What to work on: Show all lines from the listing below that contain "Lockfile".

Given data:
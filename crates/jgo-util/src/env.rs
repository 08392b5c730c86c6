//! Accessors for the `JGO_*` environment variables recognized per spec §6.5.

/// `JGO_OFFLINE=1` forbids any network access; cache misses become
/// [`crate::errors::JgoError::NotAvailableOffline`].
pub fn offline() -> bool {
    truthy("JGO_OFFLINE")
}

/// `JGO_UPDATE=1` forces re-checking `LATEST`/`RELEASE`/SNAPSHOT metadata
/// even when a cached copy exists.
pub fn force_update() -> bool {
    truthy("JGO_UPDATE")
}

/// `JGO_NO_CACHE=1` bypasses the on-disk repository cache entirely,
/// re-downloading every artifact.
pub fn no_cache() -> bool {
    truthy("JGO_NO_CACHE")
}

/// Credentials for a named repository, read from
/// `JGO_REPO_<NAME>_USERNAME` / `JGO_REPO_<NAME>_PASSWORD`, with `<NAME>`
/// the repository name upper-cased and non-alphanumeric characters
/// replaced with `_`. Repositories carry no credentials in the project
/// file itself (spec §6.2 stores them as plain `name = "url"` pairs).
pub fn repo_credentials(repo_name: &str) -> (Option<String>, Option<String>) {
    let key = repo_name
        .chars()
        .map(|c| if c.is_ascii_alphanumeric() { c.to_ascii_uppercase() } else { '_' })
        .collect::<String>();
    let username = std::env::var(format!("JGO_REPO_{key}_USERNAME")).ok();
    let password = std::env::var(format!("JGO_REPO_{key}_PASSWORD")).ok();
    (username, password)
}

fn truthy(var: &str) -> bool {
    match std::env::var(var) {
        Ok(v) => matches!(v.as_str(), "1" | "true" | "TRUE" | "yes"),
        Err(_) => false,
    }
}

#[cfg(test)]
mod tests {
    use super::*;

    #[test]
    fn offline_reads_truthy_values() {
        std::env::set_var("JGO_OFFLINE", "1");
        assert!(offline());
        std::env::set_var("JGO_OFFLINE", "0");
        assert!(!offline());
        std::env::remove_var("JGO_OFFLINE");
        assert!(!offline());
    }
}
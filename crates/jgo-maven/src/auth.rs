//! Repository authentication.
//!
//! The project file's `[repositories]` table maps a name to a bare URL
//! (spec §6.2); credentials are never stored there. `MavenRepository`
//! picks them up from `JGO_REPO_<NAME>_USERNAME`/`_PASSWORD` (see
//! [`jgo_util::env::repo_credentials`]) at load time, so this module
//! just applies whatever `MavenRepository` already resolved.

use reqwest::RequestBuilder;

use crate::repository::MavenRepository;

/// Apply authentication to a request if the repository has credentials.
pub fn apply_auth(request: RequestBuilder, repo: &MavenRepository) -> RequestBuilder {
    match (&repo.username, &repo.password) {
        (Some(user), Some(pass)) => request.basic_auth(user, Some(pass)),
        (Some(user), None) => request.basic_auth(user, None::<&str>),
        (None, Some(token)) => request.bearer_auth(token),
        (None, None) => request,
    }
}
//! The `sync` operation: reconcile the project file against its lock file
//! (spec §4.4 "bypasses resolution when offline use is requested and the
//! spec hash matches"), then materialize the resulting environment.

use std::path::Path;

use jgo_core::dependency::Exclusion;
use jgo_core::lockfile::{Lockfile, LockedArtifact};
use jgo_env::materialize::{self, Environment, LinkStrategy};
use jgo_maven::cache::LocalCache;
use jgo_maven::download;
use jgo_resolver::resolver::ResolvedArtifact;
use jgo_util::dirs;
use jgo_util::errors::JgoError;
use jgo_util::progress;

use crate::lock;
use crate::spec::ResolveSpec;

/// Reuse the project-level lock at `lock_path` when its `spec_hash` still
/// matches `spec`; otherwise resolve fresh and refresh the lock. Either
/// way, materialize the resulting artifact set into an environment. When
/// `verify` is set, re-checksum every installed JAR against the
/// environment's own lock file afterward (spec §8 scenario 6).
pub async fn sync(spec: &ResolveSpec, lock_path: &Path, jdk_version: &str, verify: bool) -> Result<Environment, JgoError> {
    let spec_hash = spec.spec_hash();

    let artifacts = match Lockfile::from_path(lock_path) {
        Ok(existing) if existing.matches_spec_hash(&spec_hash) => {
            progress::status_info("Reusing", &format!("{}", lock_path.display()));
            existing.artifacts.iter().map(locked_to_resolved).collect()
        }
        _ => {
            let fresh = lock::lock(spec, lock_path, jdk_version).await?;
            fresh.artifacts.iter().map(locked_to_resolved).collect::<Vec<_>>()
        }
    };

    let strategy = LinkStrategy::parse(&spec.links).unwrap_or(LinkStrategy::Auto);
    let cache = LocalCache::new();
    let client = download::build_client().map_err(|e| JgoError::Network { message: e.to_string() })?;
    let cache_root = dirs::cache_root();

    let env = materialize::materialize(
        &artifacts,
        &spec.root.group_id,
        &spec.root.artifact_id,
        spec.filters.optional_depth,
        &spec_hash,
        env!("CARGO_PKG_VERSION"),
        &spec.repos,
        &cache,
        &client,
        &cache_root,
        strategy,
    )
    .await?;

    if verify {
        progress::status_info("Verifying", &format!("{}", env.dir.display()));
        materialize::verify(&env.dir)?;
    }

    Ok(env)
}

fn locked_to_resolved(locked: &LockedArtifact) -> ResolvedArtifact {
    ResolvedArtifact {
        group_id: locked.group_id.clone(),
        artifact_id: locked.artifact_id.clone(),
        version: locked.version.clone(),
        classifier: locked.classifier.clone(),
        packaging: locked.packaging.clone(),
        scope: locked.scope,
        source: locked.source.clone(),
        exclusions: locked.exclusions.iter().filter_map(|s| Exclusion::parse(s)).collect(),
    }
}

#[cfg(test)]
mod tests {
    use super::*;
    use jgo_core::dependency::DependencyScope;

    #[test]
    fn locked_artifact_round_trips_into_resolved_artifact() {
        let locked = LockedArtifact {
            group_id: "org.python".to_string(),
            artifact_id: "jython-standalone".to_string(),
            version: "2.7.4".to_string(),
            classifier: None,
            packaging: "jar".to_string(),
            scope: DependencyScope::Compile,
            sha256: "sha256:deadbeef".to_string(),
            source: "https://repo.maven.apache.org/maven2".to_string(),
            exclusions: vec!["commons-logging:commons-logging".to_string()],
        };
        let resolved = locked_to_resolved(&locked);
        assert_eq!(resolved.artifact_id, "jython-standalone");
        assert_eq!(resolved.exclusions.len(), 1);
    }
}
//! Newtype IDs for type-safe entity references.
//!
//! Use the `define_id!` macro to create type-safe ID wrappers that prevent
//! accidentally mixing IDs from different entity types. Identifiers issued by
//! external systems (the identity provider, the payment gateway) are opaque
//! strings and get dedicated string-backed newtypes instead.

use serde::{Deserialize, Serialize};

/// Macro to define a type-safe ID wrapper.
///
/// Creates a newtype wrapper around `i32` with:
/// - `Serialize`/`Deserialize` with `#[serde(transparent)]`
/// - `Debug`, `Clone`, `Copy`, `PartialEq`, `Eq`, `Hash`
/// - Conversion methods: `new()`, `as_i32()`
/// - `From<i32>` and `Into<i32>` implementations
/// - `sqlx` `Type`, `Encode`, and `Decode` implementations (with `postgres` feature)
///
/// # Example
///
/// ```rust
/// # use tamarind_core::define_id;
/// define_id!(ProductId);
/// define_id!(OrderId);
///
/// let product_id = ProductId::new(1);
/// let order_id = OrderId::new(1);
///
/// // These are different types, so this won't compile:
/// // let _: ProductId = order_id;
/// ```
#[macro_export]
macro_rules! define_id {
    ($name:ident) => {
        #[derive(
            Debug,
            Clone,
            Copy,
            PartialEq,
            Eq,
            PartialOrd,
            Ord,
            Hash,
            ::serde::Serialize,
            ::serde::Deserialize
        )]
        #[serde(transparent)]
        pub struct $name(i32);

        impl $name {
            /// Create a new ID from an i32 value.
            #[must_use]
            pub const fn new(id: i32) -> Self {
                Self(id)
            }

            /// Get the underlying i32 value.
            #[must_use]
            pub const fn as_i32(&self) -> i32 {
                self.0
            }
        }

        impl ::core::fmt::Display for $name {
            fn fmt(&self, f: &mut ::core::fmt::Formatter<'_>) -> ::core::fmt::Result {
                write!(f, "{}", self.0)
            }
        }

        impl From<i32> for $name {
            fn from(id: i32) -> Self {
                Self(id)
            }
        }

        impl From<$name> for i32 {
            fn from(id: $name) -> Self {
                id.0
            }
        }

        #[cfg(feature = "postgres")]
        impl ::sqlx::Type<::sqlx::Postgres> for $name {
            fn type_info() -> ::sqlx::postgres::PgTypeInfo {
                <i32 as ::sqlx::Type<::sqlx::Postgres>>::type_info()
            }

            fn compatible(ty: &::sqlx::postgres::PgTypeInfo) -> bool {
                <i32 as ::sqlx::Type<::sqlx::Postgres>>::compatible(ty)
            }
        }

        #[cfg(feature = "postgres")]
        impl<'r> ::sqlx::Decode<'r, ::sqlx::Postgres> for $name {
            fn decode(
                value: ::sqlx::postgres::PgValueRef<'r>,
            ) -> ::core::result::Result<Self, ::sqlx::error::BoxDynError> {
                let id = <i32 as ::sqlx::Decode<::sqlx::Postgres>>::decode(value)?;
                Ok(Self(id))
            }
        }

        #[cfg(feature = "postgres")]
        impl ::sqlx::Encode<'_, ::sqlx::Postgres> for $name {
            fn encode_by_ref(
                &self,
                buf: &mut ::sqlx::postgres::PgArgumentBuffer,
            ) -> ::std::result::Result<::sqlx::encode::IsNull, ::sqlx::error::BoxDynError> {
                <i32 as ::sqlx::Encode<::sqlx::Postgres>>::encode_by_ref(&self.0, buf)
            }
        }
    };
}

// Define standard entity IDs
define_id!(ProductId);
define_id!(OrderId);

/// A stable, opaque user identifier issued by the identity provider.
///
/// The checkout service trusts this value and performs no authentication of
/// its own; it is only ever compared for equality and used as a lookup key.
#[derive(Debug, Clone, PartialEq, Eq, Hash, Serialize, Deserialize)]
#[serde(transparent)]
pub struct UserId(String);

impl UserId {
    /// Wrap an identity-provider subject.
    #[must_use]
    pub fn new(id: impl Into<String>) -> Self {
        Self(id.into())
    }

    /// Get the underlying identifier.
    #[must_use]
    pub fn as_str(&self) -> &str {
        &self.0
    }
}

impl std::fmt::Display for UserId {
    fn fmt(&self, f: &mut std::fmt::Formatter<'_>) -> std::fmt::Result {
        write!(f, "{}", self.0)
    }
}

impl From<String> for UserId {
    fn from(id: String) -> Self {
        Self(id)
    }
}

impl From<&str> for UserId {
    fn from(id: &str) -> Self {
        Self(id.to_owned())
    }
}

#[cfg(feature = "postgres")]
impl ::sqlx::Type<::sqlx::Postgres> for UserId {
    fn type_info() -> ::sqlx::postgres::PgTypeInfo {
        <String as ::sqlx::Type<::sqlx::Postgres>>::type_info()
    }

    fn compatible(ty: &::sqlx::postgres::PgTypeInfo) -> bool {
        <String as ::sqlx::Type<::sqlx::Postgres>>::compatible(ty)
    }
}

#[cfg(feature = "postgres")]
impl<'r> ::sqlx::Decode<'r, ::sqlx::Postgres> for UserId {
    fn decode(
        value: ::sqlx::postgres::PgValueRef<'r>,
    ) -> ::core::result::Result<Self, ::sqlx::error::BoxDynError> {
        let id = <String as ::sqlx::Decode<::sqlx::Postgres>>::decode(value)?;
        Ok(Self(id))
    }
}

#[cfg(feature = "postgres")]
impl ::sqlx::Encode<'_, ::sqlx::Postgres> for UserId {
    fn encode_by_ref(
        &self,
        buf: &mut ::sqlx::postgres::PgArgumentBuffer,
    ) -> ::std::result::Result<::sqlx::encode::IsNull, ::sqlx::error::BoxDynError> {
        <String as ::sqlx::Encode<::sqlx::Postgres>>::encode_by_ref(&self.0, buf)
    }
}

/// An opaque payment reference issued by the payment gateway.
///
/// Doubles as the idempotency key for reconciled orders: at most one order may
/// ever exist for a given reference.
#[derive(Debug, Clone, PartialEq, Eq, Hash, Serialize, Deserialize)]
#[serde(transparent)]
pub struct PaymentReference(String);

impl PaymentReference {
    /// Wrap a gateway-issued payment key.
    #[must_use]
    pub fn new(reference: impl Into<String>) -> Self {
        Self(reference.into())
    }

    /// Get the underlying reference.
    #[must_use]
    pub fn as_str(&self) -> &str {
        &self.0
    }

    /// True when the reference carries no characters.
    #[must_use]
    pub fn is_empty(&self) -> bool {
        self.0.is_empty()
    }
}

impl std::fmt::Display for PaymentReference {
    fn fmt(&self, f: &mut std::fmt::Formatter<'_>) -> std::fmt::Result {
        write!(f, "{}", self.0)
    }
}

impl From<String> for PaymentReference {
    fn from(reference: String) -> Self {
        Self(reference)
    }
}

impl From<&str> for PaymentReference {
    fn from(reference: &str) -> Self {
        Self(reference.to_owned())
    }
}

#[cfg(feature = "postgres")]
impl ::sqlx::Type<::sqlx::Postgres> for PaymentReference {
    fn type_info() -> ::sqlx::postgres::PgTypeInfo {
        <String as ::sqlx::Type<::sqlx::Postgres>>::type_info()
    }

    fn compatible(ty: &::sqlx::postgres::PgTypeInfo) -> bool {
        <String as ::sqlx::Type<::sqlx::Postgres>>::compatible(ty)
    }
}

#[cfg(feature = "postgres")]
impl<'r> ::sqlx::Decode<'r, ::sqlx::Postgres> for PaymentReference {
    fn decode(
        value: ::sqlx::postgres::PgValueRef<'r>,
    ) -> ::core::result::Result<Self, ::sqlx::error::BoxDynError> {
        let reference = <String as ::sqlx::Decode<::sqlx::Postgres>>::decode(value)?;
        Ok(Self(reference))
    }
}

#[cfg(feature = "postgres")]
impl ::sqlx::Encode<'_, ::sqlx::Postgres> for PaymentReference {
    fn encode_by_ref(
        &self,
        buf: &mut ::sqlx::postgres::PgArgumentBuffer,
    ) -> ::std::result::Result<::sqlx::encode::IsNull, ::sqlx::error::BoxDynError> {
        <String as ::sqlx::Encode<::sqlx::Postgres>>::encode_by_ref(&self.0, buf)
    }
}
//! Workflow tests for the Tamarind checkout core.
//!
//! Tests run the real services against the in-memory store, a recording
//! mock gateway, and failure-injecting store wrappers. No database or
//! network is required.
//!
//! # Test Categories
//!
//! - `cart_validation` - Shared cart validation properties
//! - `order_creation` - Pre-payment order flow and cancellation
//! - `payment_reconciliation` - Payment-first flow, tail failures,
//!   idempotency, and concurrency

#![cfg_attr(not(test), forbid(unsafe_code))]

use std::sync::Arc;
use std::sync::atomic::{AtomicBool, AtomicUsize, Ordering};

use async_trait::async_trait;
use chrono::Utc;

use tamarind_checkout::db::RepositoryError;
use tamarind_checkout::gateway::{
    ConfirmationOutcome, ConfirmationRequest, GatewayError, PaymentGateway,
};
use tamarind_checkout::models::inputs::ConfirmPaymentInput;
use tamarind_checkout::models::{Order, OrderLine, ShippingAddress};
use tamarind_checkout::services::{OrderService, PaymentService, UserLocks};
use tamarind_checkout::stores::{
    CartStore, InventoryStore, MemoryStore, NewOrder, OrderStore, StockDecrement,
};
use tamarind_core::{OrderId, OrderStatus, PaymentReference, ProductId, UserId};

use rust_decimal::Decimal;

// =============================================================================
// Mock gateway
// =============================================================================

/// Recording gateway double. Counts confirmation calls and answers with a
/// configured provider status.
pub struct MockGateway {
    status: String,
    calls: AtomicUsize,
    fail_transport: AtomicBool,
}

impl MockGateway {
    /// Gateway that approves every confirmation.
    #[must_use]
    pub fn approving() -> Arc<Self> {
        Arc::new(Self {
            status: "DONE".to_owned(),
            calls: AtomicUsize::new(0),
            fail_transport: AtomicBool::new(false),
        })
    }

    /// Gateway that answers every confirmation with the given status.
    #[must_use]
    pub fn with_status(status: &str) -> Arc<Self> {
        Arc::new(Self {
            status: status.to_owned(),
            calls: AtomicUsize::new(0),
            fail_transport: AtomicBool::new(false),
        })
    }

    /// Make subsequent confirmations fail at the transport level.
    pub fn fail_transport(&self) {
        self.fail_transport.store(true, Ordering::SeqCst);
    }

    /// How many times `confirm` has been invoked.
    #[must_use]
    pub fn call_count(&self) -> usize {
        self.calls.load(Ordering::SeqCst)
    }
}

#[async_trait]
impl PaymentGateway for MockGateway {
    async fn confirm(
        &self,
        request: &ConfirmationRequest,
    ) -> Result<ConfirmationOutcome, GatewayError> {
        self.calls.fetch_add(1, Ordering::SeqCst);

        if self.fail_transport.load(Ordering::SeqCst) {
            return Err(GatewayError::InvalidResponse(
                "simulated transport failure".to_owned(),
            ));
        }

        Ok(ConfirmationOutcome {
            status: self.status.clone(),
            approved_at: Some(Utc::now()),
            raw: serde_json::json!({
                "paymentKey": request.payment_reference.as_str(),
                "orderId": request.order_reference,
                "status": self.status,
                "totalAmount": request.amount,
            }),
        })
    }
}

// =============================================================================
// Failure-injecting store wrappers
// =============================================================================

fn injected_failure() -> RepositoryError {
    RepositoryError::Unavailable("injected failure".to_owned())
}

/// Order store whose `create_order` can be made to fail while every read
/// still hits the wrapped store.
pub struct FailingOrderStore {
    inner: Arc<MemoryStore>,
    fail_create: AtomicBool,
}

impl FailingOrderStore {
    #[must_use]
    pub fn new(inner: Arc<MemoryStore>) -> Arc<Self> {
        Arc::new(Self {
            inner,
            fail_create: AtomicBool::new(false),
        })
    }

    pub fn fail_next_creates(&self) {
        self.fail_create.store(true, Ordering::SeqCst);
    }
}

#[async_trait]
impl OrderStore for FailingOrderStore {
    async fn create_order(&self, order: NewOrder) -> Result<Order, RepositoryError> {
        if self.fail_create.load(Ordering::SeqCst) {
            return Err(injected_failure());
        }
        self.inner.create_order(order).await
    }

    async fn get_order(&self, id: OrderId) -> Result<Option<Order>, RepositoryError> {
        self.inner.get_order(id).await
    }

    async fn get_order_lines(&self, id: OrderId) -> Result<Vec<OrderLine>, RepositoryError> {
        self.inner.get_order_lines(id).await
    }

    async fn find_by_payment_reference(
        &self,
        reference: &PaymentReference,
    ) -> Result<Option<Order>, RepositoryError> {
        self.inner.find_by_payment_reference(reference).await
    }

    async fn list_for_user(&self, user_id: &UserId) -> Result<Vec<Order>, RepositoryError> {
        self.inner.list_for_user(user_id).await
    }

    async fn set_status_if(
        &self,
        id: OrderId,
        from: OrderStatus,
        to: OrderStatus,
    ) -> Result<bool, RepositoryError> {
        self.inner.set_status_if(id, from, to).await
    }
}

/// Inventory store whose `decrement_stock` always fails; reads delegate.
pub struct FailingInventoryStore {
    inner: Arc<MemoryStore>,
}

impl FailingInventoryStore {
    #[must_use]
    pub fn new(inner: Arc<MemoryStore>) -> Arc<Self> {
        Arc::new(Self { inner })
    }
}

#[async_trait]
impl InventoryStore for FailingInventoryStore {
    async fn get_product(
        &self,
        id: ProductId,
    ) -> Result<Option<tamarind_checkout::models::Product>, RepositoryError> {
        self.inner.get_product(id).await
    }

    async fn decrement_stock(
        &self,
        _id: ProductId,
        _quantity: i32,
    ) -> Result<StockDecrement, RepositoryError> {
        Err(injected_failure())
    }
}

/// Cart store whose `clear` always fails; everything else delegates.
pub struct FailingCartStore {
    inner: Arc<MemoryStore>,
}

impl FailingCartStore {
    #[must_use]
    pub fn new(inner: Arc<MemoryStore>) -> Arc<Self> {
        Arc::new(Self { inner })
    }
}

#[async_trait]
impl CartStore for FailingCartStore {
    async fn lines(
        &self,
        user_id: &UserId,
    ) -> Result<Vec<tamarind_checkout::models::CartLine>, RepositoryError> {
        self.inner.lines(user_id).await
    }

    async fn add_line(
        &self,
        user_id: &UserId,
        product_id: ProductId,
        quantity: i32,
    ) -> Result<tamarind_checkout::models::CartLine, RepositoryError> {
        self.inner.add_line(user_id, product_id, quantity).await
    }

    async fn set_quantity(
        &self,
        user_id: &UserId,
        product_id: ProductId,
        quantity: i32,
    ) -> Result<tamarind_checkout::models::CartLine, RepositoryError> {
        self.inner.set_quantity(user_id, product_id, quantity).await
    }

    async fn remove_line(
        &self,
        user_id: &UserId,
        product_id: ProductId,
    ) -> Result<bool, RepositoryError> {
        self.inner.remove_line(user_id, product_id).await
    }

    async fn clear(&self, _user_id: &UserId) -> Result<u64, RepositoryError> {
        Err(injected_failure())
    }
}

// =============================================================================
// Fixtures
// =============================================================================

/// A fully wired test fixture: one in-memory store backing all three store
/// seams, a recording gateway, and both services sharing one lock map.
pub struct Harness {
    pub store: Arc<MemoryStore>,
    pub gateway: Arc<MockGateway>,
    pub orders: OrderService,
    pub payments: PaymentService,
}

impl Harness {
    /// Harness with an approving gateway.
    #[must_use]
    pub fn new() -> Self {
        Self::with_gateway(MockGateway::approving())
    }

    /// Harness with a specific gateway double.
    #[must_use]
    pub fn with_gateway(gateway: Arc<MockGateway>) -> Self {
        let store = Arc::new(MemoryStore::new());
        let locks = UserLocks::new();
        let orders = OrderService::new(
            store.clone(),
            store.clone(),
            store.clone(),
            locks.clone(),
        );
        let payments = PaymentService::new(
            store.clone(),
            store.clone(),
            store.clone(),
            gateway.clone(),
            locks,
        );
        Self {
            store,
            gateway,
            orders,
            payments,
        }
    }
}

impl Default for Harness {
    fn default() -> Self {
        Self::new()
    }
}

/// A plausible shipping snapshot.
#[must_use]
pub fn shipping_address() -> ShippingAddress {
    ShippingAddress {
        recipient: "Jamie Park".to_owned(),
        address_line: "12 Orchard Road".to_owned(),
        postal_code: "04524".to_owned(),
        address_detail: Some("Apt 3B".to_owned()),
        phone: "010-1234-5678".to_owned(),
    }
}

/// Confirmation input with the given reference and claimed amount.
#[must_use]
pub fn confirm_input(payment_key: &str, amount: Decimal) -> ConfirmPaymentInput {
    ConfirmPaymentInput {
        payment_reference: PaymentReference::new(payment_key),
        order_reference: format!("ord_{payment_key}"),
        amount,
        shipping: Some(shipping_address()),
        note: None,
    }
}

Exercise solution:
use jgo_core::lockfile::{Lockfile, LockedArtifact};
    let artifacts = match Lockfile::from_path(lock_path) {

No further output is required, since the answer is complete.